Looking back on 2016, mortgage bankers endured hundreds of “cryptoLocker” and similar ransomware attacks; millions of dollars of losses from phishing-oriented exploits that redirected corporate funds to criminals; and hundreds of cases of “inside jobs” of stolen proprietary information, including pipeline and prospect data. One of the most spectacular incidents that has come to light – so far – resulted in a $25 million verdict against Guaranteed Rate Mortgage for the alleged theft of five gigabytes of data by nine former employees of a competitor hired by Guaranteed Rate.
There is one common thread to almost every cyber incident: The breach was unintentionally or intentionally caused by employees of the lender. Consider the first of many “tales from the trenches” of mortgage banking.
An employee with a laptop inserted an infected USB thumb drive file, causing complete laptop compromise. The hacker inserted a keystroke logger and other malware to obtain complete network compromise, including access to the loan origination system (LOS) application and customer data files, and then leveraged the laptop as a gateway into other bank systems in a federally insured bank.

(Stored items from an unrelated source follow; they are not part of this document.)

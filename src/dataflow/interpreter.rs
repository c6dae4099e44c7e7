use std::fmt::Debug;

use anyhow::{Context, Result};

use crate::descriptor::{FieldType, MethodType};
use crate::ir::{Constant, Insn, InsnId};
use crate::opcodes::*;

/// Abstract value tracked in frames.
pub(crate) trait Value: Clone + Debug + PartialEq {
    /// Slots taken in the local variable table.
    fn size(&self) -> usize;
}

/// Verification type of a value.
#[derive(Clone, Copy, Debug, PartialEq, Eq, Hash, PartialOrd, Ord)]
pub(crate) enum BasicValue {
    /// Unusable slot: the upper half of a wide value or a local with no single type.
    Uninitialized,
    Int,
    Float,
    Long,
    Double,
    Reference,
    ReturnAddress,
}

impl Value for BasicValue {
    fn size(&self) -> usize {
        match self {
            BasicValue::Long | BasicValue::Double => 2,
            _ => 1,
        }
    }
}

impl BasicValue {
    pub(crate) fn of(field_type: &FieldType) -> BasicValue {
        match field_type {
            FieldType::Boolean
            | FieldType::Byte
            | FieldType::Char
            | FieldType::Short
            | FieldType::Int => BasicValue::Int,
            FieldType::Float => BasicValue::Float,
            FieldType::Long => BasicValue::Long,
            FieldType::Double => BasicValue::Double,
            FieldType::Object(_) | FieldType::Array(_) => BasicValue::Reference,
        }
    }
}

/// Transfer functions used by the analyzer.
///
/// Operations returning `None` produce no stack value (branches, stores into
/// fields, `void` invokes).
pub(crate) trait Interpreter {
    type Value: Value;

    fn new_value(&self, field_type: Option<&FieldType>) -> Self::Value;

    fn new_parameter_value(
        &self,
        _is_instance: bool,
        _local: usize,
        field_type: &FieldType,
    ) -> Self::Value {
        self.new_value(Some(field_type))
    }

    fn new_empty_value(&self, _local: usize) -> Self::Value {
        self.new_value(None)
    }

    fn new_exception_value(&self, catch_type: Option<&str>) -> Self::Value {
        let class = catch_type.unwrap_or("java/lang/Throwable").to_string();
        self.new_value(Some(&FieldType::Object(class)))
    }

    fn new_operation(&self, id: InsnId, insn: &Insn) -> Result<Self::Value>;

    fn copy_operation(
        &self,
        id: InsnId,
        insn: &Insn,
        value: &Self::Value,
    ) -> Result<Self::Value>;

    fn unary_operation(
        &self,
        id: InsnId,
        insn: &Insn,
        value: &Self::Value,
    ) -> Result<Option<Self::Value>>;

    fn binary_operation(
        &self,
        id: InsnId,
        insn: &Insn,
        value1: &Self::Value,
        value2: &Self::Value,
    ) -> Result<Option<Self::Value>>;

    fn ternary_operation(
        &self,
        id: InsnId,
        insn: &Insn,
        values: [&Self::Value; 3],
    ) -> Result<Option<Self::Value>>;

    fn nary_operation(
        &self,
        id: InsnId,
        insn: &Insn,
        values: &[Self::Value],
    ) -> Result<Option<Self::Value>>;

    fn merge(&self, value1: &Self::Value, value2: &Self::Value) -> Self::Value;
}

/// Interpreter over [`BasicValue`]s.
#[derive(Clone, Copy, Debug, Default)]
pub(crate) struct BasicInterpreter;

impl Interpreter for BasicInterpreter {
    type Value = BasicValue;

    fn new_value(&self, field_type: Option<&FieldType>) -> BasicValue {
        field_type.map_or(BasicValue::Uninitialized, BasicValue::of)
    }

    fn new_operation(&self, _id: InsnId, insn: &Insn) -> Result<BasicValue> {
        let value = match insn {
            Insn::Ldc(constant) => match constant {
                Constant::Int(_) => BasicValue::Int,
                Constant::Float(_) => BasicValue::Float,
                Constant::Long(_) => BasicValue::Long,
                Constant::Double(_) => BasicValue::Double,
                Constant::String(_) | Constant::Class(_) | Constant::Other => {
                    BasicValue::Reference
                }
            },
            Insn::Field { member, .. } => BasicValue::of(&FieldType::parse(&member.descriptor)?),
            other => match other.opcode().context("pseudo-instruction has no value")? {
                ACONST_NULL | NEW => BasicValue::Reference,
                ICONST_M1..=ICONST_5 | BIPUSH | SIPUSH => BasicValue::Int,
                LCONST_0 | LCONST_1 => BasicValue::Long,
                FCONST_0..=FCONST_2 => BasicValue::Float,
                DCONST_0 | DCONST_1 => BasicValue::Double,
                JSR => BasicValue::ReturnAddress,
                opcode => anyhow::bail!("opcode 0x{opcode:02x} is not a value producer"),
            },
        };
        Ok(value)
    }

    fn copy_operation(&self, _id: InsnId, _insn: &Insn, value: &BasicValue) -> Result<BasicValue> {
        Ok(*value)
    }

    fn unary_operation(
        &self,
        _id: InsnId,
        insn: &Insn,
        _value: &BasicValue,
    ) -> Result<Option<BasicValue>> {
        if let Insn::Field { member, .. } = insn {
            // getfield pushes, putstatic does not.
            if insn.opcode() == Some(GETFIELD) {
                return Ok(Some(BasicValue::of(&FieldType::parse(&member.descriptor)?)));
            }
            return Ok(None);
        }
        let opcode = insn.opcode().context("pseudo-instruction has no value")?;
        let value = match opcode {
            INEG | IINC | L2I | F2I | D2I | I2B | I2C | I2S | ARRAYLENGTH | INSTANCEOF => {
                BasicValue::Int
            }
            FNEG | I2F | L2F | D2F => BasicValue::Float,
            LNEG | I2L | F2L | D2L => BasicValue::Long,
            DNEG | I2D | L2D | F2D => BasicValue::Double,
            NEWARRAY | ANEWARRAY | CHECKCAST => BasicValue::Reference,
            _ => return Ok(None),
        };
        Ok(Some(value))
    }

    fn binary_operation(
        &self,
        _id: InsnId,
        insn: &Insn,
        _value1: &BasicValue,
        _value2: &BasicValue,
    ) -> Result<Option<BasicValue>> {
        let opcode = insn.opcode().context("pseudo-instruction has no value")?;
        let value = match opcode {
            IALOAD | BALOAD | CALOAD | SALOAD | IADD | ISUB | IMUL | IDIV | IREM | ISHL | ISHR
            | IUSHR | IAND | IOR | IXOR | LCMP | FCMPL | FCMPG | DCMPL | DCMPG => BasicValue::Int,
            FALOAD | FADD | FSUB | FMUL | FDIV | FREM => BasicValue::Float,
            LALOAD | LADD | LSUB | LMUL | LDIV | LREM | LSHL | LSHR | LUSHR | LAND | LOR
            | LXOR => BasicValue::Long,
            DALOAD | DADD | DSUB | DMUL | DDIV | DREM => BasicValue::Double,
            AALOAD => BasicValue::Reference,
            _ => return Ok(None),
        };
        Ok(Some(value))
    }

    fn ternary_operation(
        &self,
        _id: InsnId,
        _insn: &Insn,
        _values: [&BasicValue; 3],
    ) -> Result<Option<BasicValue>> {
        Ok(None)
    }

    fn nary_operation(
        &self,
        _id: InsnId,
        insn: &Insn,
        _values: &[BasicValue],
    ) -> Result<Option<BasicValue>> {
        let value = match insn {
            Insn::MultiANewArray { .. } => Some(BasicValue::Reference),
            Insn::Method { member, .. } => MethodType::parse(&member.descriptor)?
                .return_type
                .as_ref()
                .map(BasicValue::of),
            Insn::InvokeDynamic { descriptor, .. } => MethodType::parse(descriptor)?
                .return_type
                .as_ref()
                .map(BasicValue::of),
            _ => None,
        };
        Ok(value)
    }

    fn merge(&self, value1: &BasicValue, value2: &BasicValue) -> BasicValue {
        if value1 == value2 {
            *value1
        } else {
            BasicValue::Uninitialized
        }
    }
}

Why standard cybersecurity fails
As a lender, you may be thinking, “Can’t happen to us. We use anti-virus software.” Anti-virus software recognizes signatures of known threats. Hackers simply write code that hasn’t been widely distributed, insert it on the USB thumb drive and bypass anti-virus detection.
A mortgage branch manager was granted administrative “superuser” access as a substitute for a properly configured LOS persona. Loan officers of record were changed, permitting unregistered loan officers access to the system, some of which were not current employees. This blossomed into under-the-table cash payments for commissions, Nationwide Mortgage Licensing System exceptions and a complete breach of the lender’s LOS. The branch left in a group walkover to another lender and took mortgage leads, pipeline data and personally identifiable information (PII) with it.
Lenders rely on technical tools such as firewalls and security hardware to protect against breaches – but an employee invites the hacker in by falling prey to a phishing email. Clicking on the invitation often bypasses the firewall and security hardware. This is failure of basic internal protocol controls – the procedures that employees are supposed to follow but often fail to do so. The recent Democratic National Committee and U.S. Office of Personnel Management hacks illustrate how phishing emails could lead to claims of nationwide political consequences or the theft of classified data of 22 million U.S. military and civilian personnel with security clearances. These incidents and countless others were caused by an employee clicking on a malicious link in a phishing email.
The Honorable Tom Ridge, former Secretary of the U.S. Department of Homeland Security, has said, “Sometimes, a phishing exercise is very attractive, and before you know it, somebody has access to your system. Or, there’s a candy drop; you might get a thumb drive with a note on it, with something attractive to you, and you plug it into your system. The greatest vulnerability is insiders, employees and former employees, [and] vendors and former vendors.”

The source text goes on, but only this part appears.